Copy, exactly and without additions, every line in the records below from the one holding "assert!(sealed.bytes().all(|b| b.is_ascii_graphic()));" through the one holding "let blob = encrypt(key.as_bytes(), &payload).unwrap();", both ends included.

» DATA SECTION
^^^^

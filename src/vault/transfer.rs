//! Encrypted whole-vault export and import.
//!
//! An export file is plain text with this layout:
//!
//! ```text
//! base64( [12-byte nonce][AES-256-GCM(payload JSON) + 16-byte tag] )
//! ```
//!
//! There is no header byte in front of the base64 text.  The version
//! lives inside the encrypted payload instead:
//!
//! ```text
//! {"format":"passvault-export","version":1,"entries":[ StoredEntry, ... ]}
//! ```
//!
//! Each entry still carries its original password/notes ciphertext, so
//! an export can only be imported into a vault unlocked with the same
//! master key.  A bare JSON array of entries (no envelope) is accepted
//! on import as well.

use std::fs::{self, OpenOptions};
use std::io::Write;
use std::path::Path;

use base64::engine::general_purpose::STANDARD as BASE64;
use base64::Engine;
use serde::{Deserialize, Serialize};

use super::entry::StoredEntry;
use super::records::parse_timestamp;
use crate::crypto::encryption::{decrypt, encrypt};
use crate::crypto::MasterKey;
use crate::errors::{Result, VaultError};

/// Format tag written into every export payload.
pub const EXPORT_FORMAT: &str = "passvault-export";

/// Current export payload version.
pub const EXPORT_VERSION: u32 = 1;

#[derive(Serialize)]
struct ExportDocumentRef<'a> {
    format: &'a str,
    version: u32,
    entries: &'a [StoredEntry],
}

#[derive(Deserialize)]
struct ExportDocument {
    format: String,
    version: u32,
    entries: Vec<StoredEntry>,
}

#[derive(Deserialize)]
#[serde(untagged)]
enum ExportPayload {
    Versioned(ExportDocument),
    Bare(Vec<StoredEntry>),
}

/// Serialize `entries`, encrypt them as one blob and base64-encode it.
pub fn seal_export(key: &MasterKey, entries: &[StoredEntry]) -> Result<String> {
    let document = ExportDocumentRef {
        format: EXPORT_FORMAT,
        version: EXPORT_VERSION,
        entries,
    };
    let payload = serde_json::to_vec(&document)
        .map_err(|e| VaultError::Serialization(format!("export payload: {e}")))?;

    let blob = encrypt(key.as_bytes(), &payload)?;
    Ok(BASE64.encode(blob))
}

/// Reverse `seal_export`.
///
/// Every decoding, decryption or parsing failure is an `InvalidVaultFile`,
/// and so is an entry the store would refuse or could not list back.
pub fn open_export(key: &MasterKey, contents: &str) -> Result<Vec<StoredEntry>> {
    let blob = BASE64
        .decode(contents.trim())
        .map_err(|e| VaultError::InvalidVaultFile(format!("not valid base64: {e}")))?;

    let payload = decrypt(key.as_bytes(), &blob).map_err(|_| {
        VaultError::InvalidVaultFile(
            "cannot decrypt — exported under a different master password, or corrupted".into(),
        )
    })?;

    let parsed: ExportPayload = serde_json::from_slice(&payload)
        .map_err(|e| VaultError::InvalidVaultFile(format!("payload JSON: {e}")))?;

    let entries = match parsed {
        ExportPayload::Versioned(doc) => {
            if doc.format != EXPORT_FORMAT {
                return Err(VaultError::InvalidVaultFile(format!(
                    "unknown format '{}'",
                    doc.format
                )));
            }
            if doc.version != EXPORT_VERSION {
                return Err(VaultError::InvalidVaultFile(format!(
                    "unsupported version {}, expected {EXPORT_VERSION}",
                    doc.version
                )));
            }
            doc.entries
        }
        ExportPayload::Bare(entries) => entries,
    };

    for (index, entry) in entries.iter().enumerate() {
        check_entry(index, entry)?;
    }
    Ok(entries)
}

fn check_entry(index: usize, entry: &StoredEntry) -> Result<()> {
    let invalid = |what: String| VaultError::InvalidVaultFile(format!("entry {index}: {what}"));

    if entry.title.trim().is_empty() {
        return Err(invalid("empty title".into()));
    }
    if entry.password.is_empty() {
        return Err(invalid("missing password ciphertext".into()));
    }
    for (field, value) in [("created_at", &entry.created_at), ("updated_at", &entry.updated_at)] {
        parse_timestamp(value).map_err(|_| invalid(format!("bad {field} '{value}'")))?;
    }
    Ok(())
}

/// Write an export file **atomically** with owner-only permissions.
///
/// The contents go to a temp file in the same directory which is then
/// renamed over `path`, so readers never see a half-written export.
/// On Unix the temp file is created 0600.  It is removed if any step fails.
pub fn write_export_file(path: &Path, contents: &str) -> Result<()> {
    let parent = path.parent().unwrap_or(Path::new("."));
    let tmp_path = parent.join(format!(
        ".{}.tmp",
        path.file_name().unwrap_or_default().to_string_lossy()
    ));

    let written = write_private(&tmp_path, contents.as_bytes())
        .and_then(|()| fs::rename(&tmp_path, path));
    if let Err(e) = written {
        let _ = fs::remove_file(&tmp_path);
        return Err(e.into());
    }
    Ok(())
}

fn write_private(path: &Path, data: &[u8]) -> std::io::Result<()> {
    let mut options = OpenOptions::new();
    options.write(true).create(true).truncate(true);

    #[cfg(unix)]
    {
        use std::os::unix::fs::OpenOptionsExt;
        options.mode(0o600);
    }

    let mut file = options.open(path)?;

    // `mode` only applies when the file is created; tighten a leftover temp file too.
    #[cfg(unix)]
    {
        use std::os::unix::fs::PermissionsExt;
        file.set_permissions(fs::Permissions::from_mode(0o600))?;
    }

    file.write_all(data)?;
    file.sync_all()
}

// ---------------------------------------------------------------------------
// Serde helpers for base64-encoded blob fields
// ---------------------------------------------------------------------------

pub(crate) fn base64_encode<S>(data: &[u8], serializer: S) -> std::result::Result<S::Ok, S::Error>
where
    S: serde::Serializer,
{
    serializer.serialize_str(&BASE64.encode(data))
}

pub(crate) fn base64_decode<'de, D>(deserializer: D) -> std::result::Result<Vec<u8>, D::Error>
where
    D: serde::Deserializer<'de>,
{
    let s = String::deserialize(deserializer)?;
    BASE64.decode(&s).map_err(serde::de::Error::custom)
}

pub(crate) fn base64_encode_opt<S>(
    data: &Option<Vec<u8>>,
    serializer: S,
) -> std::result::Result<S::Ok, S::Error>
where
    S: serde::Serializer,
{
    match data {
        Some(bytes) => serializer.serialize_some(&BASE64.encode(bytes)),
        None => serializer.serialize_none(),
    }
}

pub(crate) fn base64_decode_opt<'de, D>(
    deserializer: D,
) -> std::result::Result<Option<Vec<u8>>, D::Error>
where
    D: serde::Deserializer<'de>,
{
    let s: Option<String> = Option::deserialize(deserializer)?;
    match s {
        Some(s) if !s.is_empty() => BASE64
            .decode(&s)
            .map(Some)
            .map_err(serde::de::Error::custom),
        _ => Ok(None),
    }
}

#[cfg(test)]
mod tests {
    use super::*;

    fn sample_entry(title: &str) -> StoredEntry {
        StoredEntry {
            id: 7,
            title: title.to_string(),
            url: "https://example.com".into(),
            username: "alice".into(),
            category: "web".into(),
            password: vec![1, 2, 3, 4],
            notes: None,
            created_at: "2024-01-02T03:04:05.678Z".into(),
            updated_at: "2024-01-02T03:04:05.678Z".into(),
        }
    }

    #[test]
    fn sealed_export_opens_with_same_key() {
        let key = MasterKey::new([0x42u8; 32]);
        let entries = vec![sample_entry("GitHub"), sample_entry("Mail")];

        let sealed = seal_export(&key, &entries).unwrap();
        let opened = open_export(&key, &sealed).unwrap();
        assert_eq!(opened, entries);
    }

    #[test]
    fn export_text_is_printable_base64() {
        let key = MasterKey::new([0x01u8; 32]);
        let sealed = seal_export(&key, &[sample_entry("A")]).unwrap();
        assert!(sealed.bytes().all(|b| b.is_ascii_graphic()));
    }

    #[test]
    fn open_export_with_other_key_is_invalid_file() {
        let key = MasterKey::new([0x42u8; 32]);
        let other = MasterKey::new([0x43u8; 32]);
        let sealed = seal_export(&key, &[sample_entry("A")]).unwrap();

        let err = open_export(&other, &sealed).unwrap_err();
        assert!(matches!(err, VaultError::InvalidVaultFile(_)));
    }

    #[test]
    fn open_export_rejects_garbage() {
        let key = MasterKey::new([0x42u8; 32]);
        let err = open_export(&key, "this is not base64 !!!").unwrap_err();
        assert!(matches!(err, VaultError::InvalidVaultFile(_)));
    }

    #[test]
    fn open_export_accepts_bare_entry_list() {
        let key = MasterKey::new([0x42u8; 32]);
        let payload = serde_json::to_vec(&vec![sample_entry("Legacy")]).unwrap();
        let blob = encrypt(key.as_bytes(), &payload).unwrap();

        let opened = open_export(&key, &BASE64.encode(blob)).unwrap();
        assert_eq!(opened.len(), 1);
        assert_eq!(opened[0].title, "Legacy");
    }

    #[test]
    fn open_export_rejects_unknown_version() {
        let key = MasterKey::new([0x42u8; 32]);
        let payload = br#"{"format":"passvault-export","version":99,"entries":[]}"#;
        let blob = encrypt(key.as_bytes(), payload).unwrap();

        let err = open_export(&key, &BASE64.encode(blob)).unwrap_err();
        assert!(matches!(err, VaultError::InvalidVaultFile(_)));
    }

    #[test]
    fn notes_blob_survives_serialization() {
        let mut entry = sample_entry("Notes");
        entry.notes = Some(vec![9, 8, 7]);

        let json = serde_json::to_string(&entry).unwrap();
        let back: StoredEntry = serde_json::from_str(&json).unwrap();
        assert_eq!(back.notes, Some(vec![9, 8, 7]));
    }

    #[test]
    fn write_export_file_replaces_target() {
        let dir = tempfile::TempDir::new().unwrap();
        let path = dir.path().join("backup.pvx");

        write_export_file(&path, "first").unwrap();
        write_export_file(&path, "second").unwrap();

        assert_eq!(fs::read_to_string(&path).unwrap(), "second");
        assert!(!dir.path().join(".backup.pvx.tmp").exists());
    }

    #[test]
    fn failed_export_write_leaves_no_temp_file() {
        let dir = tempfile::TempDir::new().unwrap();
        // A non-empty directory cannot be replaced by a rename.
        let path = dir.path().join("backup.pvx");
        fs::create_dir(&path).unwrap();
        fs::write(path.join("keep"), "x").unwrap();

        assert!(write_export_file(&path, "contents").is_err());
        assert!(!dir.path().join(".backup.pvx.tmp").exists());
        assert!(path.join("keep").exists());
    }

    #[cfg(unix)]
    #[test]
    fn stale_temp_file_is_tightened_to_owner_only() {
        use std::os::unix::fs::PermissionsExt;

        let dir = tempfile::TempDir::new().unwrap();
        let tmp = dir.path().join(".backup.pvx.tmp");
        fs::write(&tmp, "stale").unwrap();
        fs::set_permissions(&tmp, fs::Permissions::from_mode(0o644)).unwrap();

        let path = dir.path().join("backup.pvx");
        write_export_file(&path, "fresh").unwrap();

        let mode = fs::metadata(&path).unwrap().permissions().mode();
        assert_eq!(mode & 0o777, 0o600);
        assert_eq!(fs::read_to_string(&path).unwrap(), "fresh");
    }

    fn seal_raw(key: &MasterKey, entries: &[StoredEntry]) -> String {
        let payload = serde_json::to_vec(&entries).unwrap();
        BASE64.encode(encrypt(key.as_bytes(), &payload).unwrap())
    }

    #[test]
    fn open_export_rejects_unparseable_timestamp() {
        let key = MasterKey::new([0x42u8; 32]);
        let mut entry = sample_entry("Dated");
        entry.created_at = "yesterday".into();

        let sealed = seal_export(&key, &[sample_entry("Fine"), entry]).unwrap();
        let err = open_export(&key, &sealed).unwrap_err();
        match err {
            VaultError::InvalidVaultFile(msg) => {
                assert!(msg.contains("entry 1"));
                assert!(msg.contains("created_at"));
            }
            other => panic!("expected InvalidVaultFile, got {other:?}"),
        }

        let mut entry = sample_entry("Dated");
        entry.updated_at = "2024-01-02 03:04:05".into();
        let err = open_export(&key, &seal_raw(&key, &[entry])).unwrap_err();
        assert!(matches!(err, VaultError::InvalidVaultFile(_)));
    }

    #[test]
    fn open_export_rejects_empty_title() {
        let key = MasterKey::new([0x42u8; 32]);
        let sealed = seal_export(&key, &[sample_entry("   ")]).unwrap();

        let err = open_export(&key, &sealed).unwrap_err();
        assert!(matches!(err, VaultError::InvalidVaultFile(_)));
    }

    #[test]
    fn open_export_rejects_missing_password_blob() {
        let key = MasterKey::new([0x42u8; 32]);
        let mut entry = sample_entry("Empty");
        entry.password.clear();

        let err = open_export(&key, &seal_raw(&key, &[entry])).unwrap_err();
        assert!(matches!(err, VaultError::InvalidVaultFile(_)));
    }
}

^^^^

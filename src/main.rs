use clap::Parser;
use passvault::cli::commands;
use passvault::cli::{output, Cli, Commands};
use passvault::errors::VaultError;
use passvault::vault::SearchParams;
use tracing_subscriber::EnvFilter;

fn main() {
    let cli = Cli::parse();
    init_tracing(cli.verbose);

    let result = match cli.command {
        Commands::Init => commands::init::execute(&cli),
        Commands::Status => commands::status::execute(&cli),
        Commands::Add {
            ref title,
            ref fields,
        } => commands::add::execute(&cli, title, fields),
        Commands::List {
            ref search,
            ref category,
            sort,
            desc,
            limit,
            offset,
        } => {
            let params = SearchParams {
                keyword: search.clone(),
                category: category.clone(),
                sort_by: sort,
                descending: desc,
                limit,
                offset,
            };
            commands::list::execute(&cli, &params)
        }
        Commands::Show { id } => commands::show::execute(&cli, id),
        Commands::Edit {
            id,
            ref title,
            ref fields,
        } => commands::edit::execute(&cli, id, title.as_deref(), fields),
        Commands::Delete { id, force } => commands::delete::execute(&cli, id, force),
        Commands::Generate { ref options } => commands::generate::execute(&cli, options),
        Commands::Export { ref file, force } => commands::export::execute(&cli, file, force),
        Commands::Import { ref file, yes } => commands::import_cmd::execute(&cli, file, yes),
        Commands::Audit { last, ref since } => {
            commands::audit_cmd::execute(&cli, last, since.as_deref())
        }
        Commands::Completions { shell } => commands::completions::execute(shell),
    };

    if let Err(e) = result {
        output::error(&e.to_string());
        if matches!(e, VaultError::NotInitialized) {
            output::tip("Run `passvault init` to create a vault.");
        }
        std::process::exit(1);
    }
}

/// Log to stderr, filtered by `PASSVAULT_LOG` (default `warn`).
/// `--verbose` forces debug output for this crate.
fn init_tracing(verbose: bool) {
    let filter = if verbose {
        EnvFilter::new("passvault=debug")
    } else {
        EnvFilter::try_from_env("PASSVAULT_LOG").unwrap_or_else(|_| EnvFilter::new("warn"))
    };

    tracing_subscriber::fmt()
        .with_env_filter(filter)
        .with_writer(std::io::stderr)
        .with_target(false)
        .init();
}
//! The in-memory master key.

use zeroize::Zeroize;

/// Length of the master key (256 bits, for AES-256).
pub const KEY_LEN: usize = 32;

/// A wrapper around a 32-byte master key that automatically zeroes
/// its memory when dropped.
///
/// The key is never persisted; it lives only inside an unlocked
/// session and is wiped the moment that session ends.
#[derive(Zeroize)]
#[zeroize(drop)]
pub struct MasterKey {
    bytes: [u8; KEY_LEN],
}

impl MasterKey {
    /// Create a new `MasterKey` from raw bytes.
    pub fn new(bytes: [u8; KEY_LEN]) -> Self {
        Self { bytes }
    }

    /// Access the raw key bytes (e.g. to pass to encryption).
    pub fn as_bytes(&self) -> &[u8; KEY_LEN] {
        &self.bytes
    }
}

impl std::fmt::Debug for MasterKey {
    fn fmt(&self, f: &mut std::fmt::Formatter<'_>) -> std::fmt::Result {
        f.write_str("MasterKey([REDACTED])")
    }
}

^^^^

» OUTPUT OF THE TASK
        assert!(sealed.bytes().all(|b| b.is_ascii_graphic()));
    }

    #[test]
    fn open_export_with_other_key_is_invalid_file() {
        let key = MasterKey::new([0x42u8; 32]);
        let other = MasterKey::new([0x43u8; 32]);
        let sealed = seal_export(&key, &[sample_entry("A")]).unwrap();

        let err = open_export(&other, &sealed).unwrap_err();
        assert!(matches!(err, VaultError::InvalidVaultFile(_)));
    }

    #[test]
    fn open_export_rejects_garbage() {
        let key = MasterKey::new([0x42u8; 32]);
        let err = open_export(&key, "this is not base64 !!!").unwrap_err();
        assert!(matches!(err, VaultError::InvalidVaultFile(_)));
    }

    #[test]
    fn open_export_accepts_bare_entry_list() {
        let key = MasterKey::new([0x42u8; 32]);
        let payload = serde_json::to_vec(&vec![sample_entry("Legacy")]).unwrap();
        let blob = encrypt(key.as_bytes(), &payload).unwrap();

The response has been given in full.